Friendship…..over rated much?
I find myself thinking about friendship a lot, these days…don’t ask me why I know not. I think about the people who call me friends and people I call friends, are we really friends, friend? I think about the thin line between friend and acquaintances, I think about how some people are circumstantial friends because of work, school, church etc, some are genuine friends like there is mutual affection and some are just contacts (in my phone). Now the ones I think about a lot these days are “obligatory” friends.
Seasonal friends are the best kind of friends in my opinion, you know they are here today gone tomorrow so you really don’t expect much from them. When you share information you are kind of wary of how much of yourself you give away cause deep in your heart of hearts you can just sense where the friendship is going and usually not very far. Sometimes it’s as shallow as a kiddies pool and sometimes that person might actually turn out to be a lifelong friends.
The worst kind of friends are obligatory friends, these friends are dangerous cause you don’t know where you stand with them.

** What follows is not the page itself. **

// Dark Browser services
// Services provide stateless or store-backed functionality: settings, navigation, the internal scheme.

pub mod navigation;
pub mod scheme_handler;
pub mod settings_engine;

They treat you as an afterthought like, “oh hey I my 21st birthday party is on Saturday” and this is like on a Wednesday and you are left thinking, “erm are you inviting me or are you just informing me cause erm you have obviously beeeeeen planning for this party so a heads up sooner like 2 weeks ago would have been nice!” These people feel bad about not inviting you to things or telling you about anything because well “you have been friends since high school but a lot has changed since then, you went your separate ways, found new friends but you still talk here and there and they feel some typa obligation to keep you in their life because when times were hard you were there for them but now honestly things have changed, you have sort of outgrown them but do not want to break up with them because you will feel bad cause they gave you food once upon a time when you were hungry” blah blah blah …..so exhausting
I always think to myself that probably one of the reasons I don’t have friends is because I am not a friendly person lol which isn’t true although I know of one person who would disagree her name is Zandie looool but I think the reason is cause I care and I care a lot about people, like I will check on you and stuff and not wait for you to text me first and all that jazz. If I share me with you no barriers then I expect the same from you but hey it’s a tall order believe you me. My husband said to me “you should really not care to be honest, you should just be a if you need me I am here kind of friend.” Wisdom, right?!
From now on I am just a “if you need me friend, I will be there kind of friend, don’t feel obligated to invite me to anything, don’t feel obligated to tell me about your life we good honestly, in the meantime until then I will give you your space, do what you gotta do, be with who you gotta be with until you need me.”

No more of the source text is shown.